### Task goal:
Copy each line in the data below that contains the word "Unreadable".

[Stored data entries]
------------------------------------------------------------------------

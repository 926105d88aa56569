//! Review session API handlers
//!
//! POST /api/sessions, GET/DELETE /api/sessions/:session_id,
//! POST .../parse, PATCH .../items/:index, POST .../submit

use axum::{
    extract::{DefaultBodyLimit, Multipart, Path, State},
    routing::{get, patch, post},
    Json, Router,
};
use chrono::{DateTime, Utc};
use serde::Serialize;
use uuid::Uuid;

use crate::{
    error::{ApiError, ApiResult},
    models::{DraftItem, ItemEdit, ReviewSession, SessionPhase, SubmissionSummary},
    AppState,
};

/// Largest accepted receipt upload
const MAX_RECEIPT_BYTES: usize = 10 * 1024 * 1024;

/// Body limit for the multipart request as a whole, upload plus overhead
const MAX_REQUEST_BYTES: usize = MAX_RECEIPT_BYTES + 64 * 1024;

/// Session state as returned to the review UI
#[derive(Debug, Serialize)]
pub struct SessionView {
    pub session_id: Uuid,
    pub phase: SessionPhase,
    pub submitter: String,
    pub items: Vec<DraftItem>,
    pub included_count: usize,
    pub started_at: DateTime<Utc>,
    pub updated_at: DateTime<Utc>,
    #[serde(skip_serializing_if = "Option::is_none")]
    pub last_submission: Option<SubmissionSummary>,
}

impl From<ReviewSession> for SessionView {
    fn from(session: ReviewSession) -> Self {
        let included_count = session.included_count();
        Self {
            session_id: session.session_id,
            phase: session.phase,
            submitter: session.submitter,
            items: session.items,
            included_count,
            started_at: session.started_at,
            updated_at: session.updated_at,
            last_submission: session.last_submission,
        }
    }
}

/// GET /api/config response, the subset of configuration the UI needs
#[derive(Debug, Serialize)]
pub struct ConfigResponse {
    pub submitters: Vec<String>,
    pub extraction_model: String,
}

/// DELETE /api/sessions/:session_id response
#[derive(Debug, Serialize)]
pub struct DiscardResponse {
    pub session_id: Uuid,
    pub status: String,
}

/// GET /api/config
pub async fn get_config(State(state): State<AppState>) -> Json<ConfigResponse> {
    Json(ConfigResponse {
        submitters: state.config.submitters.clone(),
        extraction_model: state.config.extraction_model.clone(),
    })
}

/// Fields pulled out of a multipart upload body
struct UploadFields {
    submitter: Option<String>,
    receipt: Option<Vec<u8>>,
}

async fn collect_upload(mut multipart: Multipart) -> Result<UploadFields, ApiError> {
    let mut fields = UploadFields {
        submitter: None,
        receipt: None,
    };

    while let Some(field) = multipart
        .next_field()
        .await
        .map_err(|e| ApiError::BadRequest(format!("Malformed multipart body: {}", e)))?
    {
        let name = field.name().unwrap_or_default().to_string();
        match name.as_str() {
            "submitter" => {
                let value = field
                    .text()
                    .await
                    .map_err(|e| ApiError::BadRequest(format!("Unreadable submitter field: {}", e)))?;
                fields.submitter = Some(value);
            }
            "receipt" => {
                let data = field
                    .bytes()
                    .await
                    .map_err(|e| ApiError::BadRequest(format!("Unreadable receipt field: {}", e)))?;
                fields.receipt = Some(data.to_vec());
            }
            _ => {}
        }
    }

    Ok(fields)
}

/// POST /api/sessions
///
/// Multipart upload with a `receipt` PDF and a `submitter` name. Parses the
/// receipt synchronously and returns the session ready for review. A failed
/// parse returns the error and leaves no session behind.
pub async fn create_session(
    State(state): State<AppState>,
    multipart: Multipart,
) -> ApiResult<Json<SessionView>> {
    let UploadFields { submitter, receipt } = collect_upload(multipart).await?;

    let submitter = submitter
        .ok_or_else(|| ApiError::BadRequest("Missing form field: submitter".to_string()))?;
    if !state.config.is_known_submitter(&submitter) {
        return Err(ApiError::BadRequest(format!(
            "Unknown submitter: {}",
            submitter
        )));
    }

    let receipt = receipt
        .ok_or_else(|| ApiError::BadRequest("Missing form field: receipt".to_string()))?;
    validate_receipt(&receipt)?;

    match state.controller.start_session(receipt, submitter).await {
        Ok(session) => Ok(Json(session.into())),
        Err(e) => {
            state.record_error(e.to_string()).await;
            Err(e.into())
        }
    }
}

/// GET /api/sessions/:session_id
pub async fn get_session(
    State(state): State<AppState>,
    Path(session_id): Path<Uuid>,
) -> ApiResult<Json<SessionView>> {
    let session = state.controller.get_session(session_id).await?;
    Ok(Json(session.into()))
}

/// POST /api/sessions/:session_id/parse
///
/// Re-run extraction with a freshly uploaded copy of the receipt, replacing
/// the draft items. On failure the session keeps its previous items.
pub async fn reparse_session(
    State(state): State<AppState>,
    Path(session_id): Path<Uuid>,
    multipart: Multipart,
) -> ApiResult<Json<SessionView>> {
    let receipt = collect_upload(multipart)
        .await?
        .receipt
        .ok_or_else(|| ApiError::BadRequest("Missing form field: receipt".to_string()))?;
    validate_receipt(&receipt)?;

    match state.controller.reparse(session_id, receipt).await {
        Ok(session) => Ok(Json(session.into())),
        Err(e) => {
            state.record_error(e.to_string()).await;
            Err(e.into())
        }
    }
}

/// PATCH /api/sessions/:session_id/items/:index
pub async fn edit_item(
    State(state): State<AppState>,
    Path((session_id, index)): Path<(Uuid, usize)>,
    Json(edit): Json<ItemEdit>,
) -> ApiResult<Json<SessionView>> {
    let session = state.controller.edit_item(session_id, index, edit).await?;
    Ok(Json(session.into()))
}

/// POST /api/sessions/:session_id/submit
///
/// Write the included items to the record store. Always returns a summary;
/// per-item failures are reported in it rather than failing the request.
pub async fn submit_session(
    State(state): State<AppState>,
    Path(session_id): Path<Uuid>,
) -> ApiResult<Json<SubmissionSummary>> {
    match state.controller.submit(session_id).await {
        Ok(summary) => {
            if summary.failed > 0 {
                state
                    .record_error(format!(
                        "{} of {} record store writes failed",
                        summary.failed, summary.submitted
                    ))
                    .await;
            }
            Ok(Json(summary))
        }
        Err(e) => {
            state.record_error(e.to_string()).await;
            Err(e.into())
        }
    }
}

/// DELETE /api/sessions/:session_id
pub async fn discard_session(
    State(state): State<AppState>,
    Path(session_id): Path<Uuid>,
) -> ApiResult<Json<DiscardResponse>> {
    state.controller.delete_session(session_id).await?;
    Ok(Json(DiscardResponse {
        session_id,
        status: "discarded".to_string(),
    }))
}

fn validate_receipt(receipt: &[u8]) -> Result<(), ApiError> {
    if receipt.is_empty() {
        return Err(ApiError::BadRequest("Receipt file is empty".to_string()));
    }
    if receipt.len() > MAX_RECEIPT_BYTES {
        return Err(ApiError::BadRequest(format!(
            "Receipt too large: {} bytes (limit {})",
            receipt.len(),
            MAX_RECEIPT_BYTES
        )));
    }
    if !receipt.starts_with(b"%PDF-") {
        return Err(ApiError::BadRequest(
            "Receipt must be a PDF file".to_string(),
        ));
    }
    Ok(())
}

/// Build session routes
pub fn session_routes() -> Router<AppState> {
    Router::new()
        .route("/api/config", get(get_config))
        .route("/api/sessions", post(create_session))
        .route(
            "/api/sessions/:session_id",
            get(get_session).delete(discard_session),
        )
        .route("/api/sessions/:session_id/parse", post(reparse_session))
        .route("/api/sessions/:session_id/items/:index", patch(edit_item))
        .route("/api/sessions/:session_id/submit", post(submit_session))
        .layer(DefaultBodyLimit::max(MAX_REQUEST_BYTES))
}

------------------------------------------------------------------------

### Answer to this exercise:
                    .map_err(|e| ApiError::BadRequest(format!("Unreadable submitter field: {}", e)))?;
                    .map_err(|e| ApiError::BadRequest(format!("Unreadable receipt field: {}", e)))?;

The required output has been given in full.